Set down the listing again, word for word.
╔══
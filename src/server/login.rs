use std::sync::Arc;

use axum::{
    Form,
    extract::{Query, State},
    response::{Html, IntoResponse, Redirect, Response},
};
use axum_extra::extract::cookie::CookieJar;
use serde::Deserialize;

use super::AppState;
use super::flash::{self, Flash};
use super::pages;
use crate::auth::session::{self, SESSION_COOKIE};
use crate::error::Error;

#[derive(Debug, Deserialize)]
pub struct NextQuery {
    next: Option<String>,
}

#[derive(Debug, Deserialize)]
pub struct LoginForm {
    username: String,
    password: String,
}

/// Only same-site absolute paths may be used as post-login targets.
fn sanitize_next(next: Option<&str>) -> Option<&str> {
    next.filter(|n| n.starts_with('/') && !n.starts_with("//"))
}

fn has_session(state: &AppState, jar: &CookieJar) -> bool {
    jar.get(SESSION_COOKIE)
        .and_then(|cookie| state.session_keys.verify(cookie.value()))
        .is_some()
}

pub async fn login_form(
    State(state): State<Arc<AppState>>,
    jar: CookieJar,
    Query(query): Query<NextQuery>,
) -> Response {
    if has_session(&state, &jar) {
        return Redirect::to("/availability").into_response();
    }

    let (jar, flashes) = flash::take(jar);
    let next = sanitize_next(query.next.as_deref());
    (jar, Html(pages::login(&flashes, next))).into_response()
}

pub async fn login_submit(
    State(state): State<Arc<AppState>>,
    jar: CookieJar,
    Query(query): Query<NextQuery>,
    Form(form): Form<LoginForm>,
) -> Response {
    let principal = match state.credentials.verify(&form.username, &form.password) {
        Ok(Some(principal)) => principal,
        Ok(None) => {
            let (jar, mut flashes) = flash::take(jar);
            flashes.extend(Flash::from_error(&Error::Authentication));
            let next = sanitize_next(query.next.as_deref());
            return (jar, Html(pages::login(&flashes, next))).into_response();
        }
        Err(err) => return super::failure(err),
    };

    let token = match state.session_keys.issue(&principal.username) {
        Ok(token) => token,
        Err(err) => return super::failure(err),
    };

    let jar = jar.add(session::session_cookie(token));
    let target = sanitize_next(query.next.as_deref()).unwrap_or("/availability");
    (jar, Redirect::to(target)).into_response()
}

pub async fn logout(jar: CookieJar) -> Response {
    let jar = jar.remove(session::clear_cookie());
    let jar = flash::push(jar, Flash::info("You have been logged out"));
    (jar, Redirect::to("/login")).into_response()
}

/// Visiting the root always drops the session and lands on the login page.
pub async fn root(jar: CookieJar) -> Response {
    let jar = jar.remove(session::clear_cookie());
    (jar, Redirect::to("/login")).into_response()
}
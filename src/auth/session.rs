use axum_extra::extract::cookie::{Cookie, SameSite};
use chrono::{Duration, Utc};
use jsonwebtoken::{Algorithm, DecodingKey, EncodingKey, Header, Validation, decode, encode};
use serde::{Deserialize, Serialize};
use uuid::Uuid;

use crate::error::{Error, Result};
use crate::types::Principal;

pub const SESSION_COOKIE: &str = "roomboard_session";

const SESSION_TTL_HOURS: i64 = 12;

#[derive(Debug, Serialize, Deserialize)]
struct Claims {
    sub: String,
    iat: i64,
    exp: i64,
    jti: String,
}

/// HS256 signing keys for session cookies, derived from the externally
/// supplied secret.
#[derive(Clone)]
pub struct SessionKeys {
    encoding: EncodingKey,
    decoding: DecodingKey,
}

impl SessionKeys {
    pub fn from_secret(secret: &str) -> Result<Self> {
        if secret.trim().is_empty() {
            return Err(Error::Config(
                "session signing secret cannot be empty".to_string(),
            ));
        }

        Ok(Self {
            encoding: EncodingKey::from_secret(secret.as_bytes()),
            decoding: DecodingKey::from_secret(secret.as_bytes()),
        })
    }

    /// Issues a signed session token for an authenticated principal.
    pub fn issue(&self, username: &str) -> Result<String> {
        let now = Utc::now();
        let claims = Claims {
            sub: username.to_string(),
            iat: now.timestamp(),
            exp: (now + Duration::hours(SESSION_TTL_HOURS)).timestamp(),
            jti: Uuid::new_v4().to_string(),
        };

        encode(&Header::default(), &claims, &self.encoding)
            .map_err(|e| Error::Config(format!("failed to sign session token: {e}")))
    }

    /// Validates a session token. Any failure (bad signature, expiry,
    /// malformed token) means "no session".
    pub fn verify(&self, token: &str) -> Option<Principal> {
        decode::<Claims>(token, &self.decoding, &Validation::new(Algorithm::HS256))
            .ok()
            .map(|data| Principal {
                username: data.claims.sub,
            })
    }
}

pub fn session_cookie(token: String) -> Cookie<'static> {
    Cookie::build((SESSION_COOKIE, token))
        .path("/")
        .http_only(true)
        .same_site(SameSite::Lax)
        .build()
}

/// Cookie matching [`session_cookie`] for use with `CookieJar::remove`.
pub fn clear_cookie() -> Cookie<'static> {
    Cookie::build((SESSION_COOKIE, "")).path("/").build()
}

#[cfg(test)]
mod tests {
    use super::*;

    #[test]
    fn issue_and_verify_round_trip() {
        let keys = SessionKeys::from_secret("test-secret").unwrap();
        let token = keys.issue("admin").unwrap();

        let principal = keys.verify(&token).unwrap();
        assert_eq!(principal.username, "admin");
    }

    #[test]
    fn rejects_token_signed_with_other_key() {
        let keys = SessionKeys::from_secret("test-secret").unwrap();
        let other = SessionKeys::from_secret("other-secret").unwrap();

        let token = other.issue("admin").unwrap();
        assert!(keys.verify(&token).is_none());
    }

    #[test]
    fn rejects_tampered_token() {
        let keys = SessionKeys::from_secret("test-secret").unwrap();
        let token = keys.issue("admin").unwrap();

        let mut tampered = token.clone();
        tampered.pop();
        assert!(keys.verify(&tampered).is_none());
        assert!(keys.verify("not-a-token").is_none());
    }

    #[test]
    fn rejects_empty_secret() {
        assert!(SessionKeys::from_secret("").is_err());
        assert!(SessionKeys::from_secret("   ").is_err());
    }
}
use std::sync::Arc;
use std::time::Instant;

use axum::extract::Request;
use axum::middleware::{self, Next};
use axum::response::Response;
use axum::{Router, routing::get};

use super::availability;
use super::login;
use crate::auth::CredentialStore;
use crate::auth::session::SessionKeys;
use crate::booking::Ledger;
use crate::store::Store;

pub struct AppState {
    pub credentials: CredentialStore,
    pub ledger: Ledger,
    pub session_keys: SessionKeys,
}

impl AppState {
    pub fn new(store: Arc<dyn Store>, session_keys: SessionKeys) -> Self {
        Self {
            credentials: CredentialStore::new(store.clone()),
            ledger: Ledger::new(store),
            session_keys,
        }
    }
}

async fn health() -> &'static str {
    "OK"
}

async fn log_request(request: Request, next: Next) -> Response {
    let method = request.method().clone();
    let uri = request.uri().clone();
    let start = Instant::now();

    let response = next.run(request).await;

    let latency = start.elapsed();
    let status = response.status();

    tracing::info!(
        "{} {} {} {}ms",
        method,
        uri.path(),
        status.as_u16(),
        latency.as_millis()
    );

    response
}

pub fn create_router(state: Arc<AppState>) -> Router {
    Router::new()
        .route("/health", get(health))
        .route("/", get(login::root))
        .route("/login", get(login::login_form).post(login::login_submit))
        .route("/logout", get(login::logout))
        .route(
            "/availability",
            get(availability::view).post(availability::submit),
        )
        .layer(middleware::from_fn(log_request))
        .with_state(state)
}
mod availability;
pub mod flash;
mod login;
mod pages;
mod router;

pub use router::{AppState, create_router};

use axum::http::StatusCode;
use axum::response::{Html, IntoResponse, Response};

/// Terminal handler for infrastructure failures: log the cause, answer with a
/// generic 500 page. User-input errors never reach this.
pub(crate) fn failure(err: crate::error::Error) -> Response {
    tracing::error!("request failed: {err}");
    (StatusCode::INTERNAL_SERVER_ERROR, Html(pages::failure())).into_response()
}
╚══
- [Output below]
filename src/server/login.rs
use std::sync::Arc;

use axum::{
    Form,
    extract::{Query, State},
    response::{Html, IntoResponse, Redirect, Response},
};
use axum_extra::extract::cookie::CookieJar;
use serde::Deserialize;

use super::AppState;
use super::flash::{self, Flash};
use super::pages;
use crate::auth::session::{self, SESSION_COOKIE};
use crate::error::Error;

#[derive(Debug, Deserialize)]
pub struct NextQuery {
    next: Option<String>,
}

#[derive(Debug, Deserialize)]
pub struct LoginForm {
    username: String,
    password: String,
}

/// Only same-site absolute paths may be used as post-login targets.
fn sanitize_next(next: Option<&str>) -> Option<&str> {
    next.filter(|n| n.starts_with('/') && !n.starts_with("//"))
}

fn has_session(state: &AppState, jar: &CookieJar) -> bool {
    jar.get(SESSION_COOKIE)
        .and_then(|cookie| state.session_keys.verify(cookie.value()))
        .is_some()
}

pub async fn login_form(
    State(state): State<Arc<AppState>>,
    jar: CookieJar,
    Query(query): Query<NextQuery>,
) -> Response {
    if has_session(&state, &jar) {
        return Redirect::to("/availability").into_response();
    }

    let (jar, flashes) = flash::take(jar);
    let next = sanitize_next(query.next.as_deref());
    (jar, Html(pages::login(&flashes, next))).into_response()
}

pub async fn login_submit(
    State(state): State<Arc<AppState>>,
    jar: CookieJar,
    Query(query): Query<NextQuery>,
    Form(form): Form<LoginForm>,
) -> Response {
    let principal = match state.credentials.verify(&form.username, &form.password) {
        Ok(Some(principal)) => principal,
        Ok(None) => {
            let (jar, mut flashes) = flash::take(jar);
            flashes.extend(Flash::from_error(&Error::Authentication));
            let next = sanitize_next(query.next.as_deref());
            return (jar, Html(pages::login(&flashes, next))).into_response();
        }
        Err(err) => return super::failure(err),
    };

    let token = match state.session_keys.issue(&principal.username) {
        Ok(token) => token,
        Err(err) => return super::failure(err),
    };

    let jar = jar.add(session::session_cookie(token));
    let target = sanitize_next(query.next.as_deref()).unwrap_or("/availability");
    (jar, Redirect::to(target)).into_response()
}

pub async fn logout(jar: CookieJar) -> Response {
    let jar = jar.remove(session::clear_cookie());
    let jar = flash::push(jar, Flash::info("You have been logged out"));
    (jar, Redirect::to("/login")).into_response()
}

/// Visiting the root always drops the session and lands on the login page.
pub async fn root(jar: CookieJar) -> Response {
    let jar = jar.remove(session::clear_cookie());
    (jar, Redirect::to("/login")).into_response()
}
filename src/auth/session.rs
use axum_extra::extract::cookie::{Cookie, SameSite};
use chrono::{Duration, Utc};
use jsonwebtoken::{Algorithm, DecodingKey, EncodingKey, Header, Validation, decode, encode};
use serde::{Deserialize, Serialize};
use uuid::Uuid;

use crate::error::{Error, Result};
use crate::types::Principal;

pub const SESSION_COOKIE: &str = "roomboard_session";

const SESSION_TTL_HOURS: i64 = 12;

#[derive(Debug, Serialize, Deserialize)]
struct Claims {
    sub: String,
    iat: i64,
    exp: i64,
    jti: String,
}

/// HS256 signing keys for session cookies, derived from the externally
/// supplied secret.
#[derive(Clone)]
pub struct SessionKeys {
    encoding: EncodingKey,
    decoding: DecodingKey,
}

impl SessionKeys {
    pub fn from_secret(secret: &str) -> Result<Self> {
        if secret.trim().is_empty() {
            return Err(Error::Config(
                "session signing secret cannot be empty".to_string(),
            ));
        }

        Ok(Self {
            encoding: EncodingKey::from_secret(secret.as_bytes()),
            decoding: DecodingKey::from_secret(secret.as_bytes()),
        })
    }

    /// Issues a signed session token for an authenticated principal.
    pub fn issue(&self, username: &str) -> Result<String> {
        let now = Utc::now();
        let claims = Claims {
            sub: username.to_string(),
            iat: now.timestamp(),
            exp: (now + Duration::hours(SESSION_TTL_HOURS)).timestamp(),
            jti: Uuid::new_v4().to_string(),
        };

        encode(&Header::default(), &claims, &self.encoding)
            .map_err(|e| Error::Config(format!("failed to sign session token: {e}")))
    }

    /// Validates a session token. Any failure (bad signature, expiry,
    /// malformed token) means "no session".
    pub fn verify(&self, token: &str) -> Option<Principal> {
        decode::<Claims>(token, &self.decoding, &Validation::new(Algorithm::HS256))
            .ok()
            .map(|data| Principal {
                username: data.claims.sub,
            })
    }
}

pub fn session_cookie(token: String) -> Cookie<'static> {
    Cookie::build((SESSION_COOKIE, token))
        .path("/")
        .http_only(true)
        .same_site(SameSite::Lax)
        .build()
}

/// Cookie matching [`session_cookie`] for use with `CookieJar::remove`.
pub fn clear_cookie() -> Cookie<'static> {
    Cookie::build((SESSION_COOKIE, "")).path("/").build()
}

#[cfg(test)]
mod tests {
    use super::*;

    #[test]
    fn issue_and_verify_round_trip() {
        let keys = SessionKeys::from_secret("test-secret").unwrap();
        let token = keys.issue("admin").unwrap();

        let principal = keys.verify(&token).unwrap();
        assert_eq!(principal.username, "admin");
    }

    #[test]
    fn rejects_token_signed_with_other_key() {
        let keys = SessionKeys::from_secret("test-secret").unwrap();
        let other = SessionKeys::from_secret("other-secret").unwrap();

        let token = other.issue("admin").unwrap();
        assert!(keys.verify(&token).is_none());
    }

    #[test]
    fn rejects_tampered_token() {
        let keys = SessionKeys::from_secret("test-secret").unwrap();
        let token = keys.issue("admin").unwrap();

        let mut tampered = token.clone();
        tampered.pop();
        assert!(keys.verify(&tampered).is_none());
        assert!(keys.verify("not-a-token").is_none());
    }

    #[test]
    fn rejects_empty_secret() {
        assert!(SessionKeys::from_secret("").is_err());
        assert!(SessionKeys::from_secret("   ").is_err());
    }
}
use std::sync::Arc;
use std::time::Instant;

use axum::extract::Request;
use axum::middleware::{self, Next};
use axum::response::Response;
use axum::{Router, routing::get};

use super::availability;
use super::login;
use crate::auth::CredentialStore;
use crate::auth::session::SessionKeys;
use crate::booking::Ledger;
use crate::store::Store;

pub struct AppState {
    pub credentials: CredentialStore,
    pub ledger: Ledger,
    pub session_keys: SessionKeys,
}

impl AppState {
    pub fn new(store: Arc<dyn Store>, session_keys: SessionKeys) -> Self {
        Self {
            credentials: CredentialStore::new(store.clone()),
            ledger: Ledger::new(store),
            session_keys,
        }
    }
}

async fn health() -> &'static str {
    "OK"
}

async fn log_request(request: Request, next: Next) -> Response {
    let method = request.method().clone();
    let uri = request.uri().clone();
    let start = Instant::now();

    let response = next.run(request).await;

    let latency = start.elapsed();
    let status = response.status();

    tracing::info!(
        "{} {} {} {}ms",
        method,
        uri.path(),
        status.as_u16(),
        latency.as_millis()
    );

    response
}

pub fn create_router(state: Arc<AppState>) -> Router {
    Router::new()
        .route("/health", get(health))
        .route("/", get(login::root))
        .route("/login", get(login::login_form).post(login::login_submit))
        .route("/logout", get(login::logout))
        .route(
            "/availability",
            get(availability::view).post(availability::submit),
        )
        .layer(middleware::from_fn(log_request))
        .with_state(state)
}
mod availability;
pub mod flash;
mod login;
mod pages;
mod router;

pub use router::{AppState, create_router};

use axum::http::StatusCode;
use axum::response::{Html, IntoResponse, Response};

/// Terminal handler for infrastructure failures: log the cause, answer with a
/// generic 500 page. User-input errors never reach this.
pub(crate) fn failure(err: crate::error::Error) -> Response {
    tracing::error!("request failed: {err}");
    (StatusCode::INTERNAL_SERVER_ERROR, Html(pages::failure())).into_response()
}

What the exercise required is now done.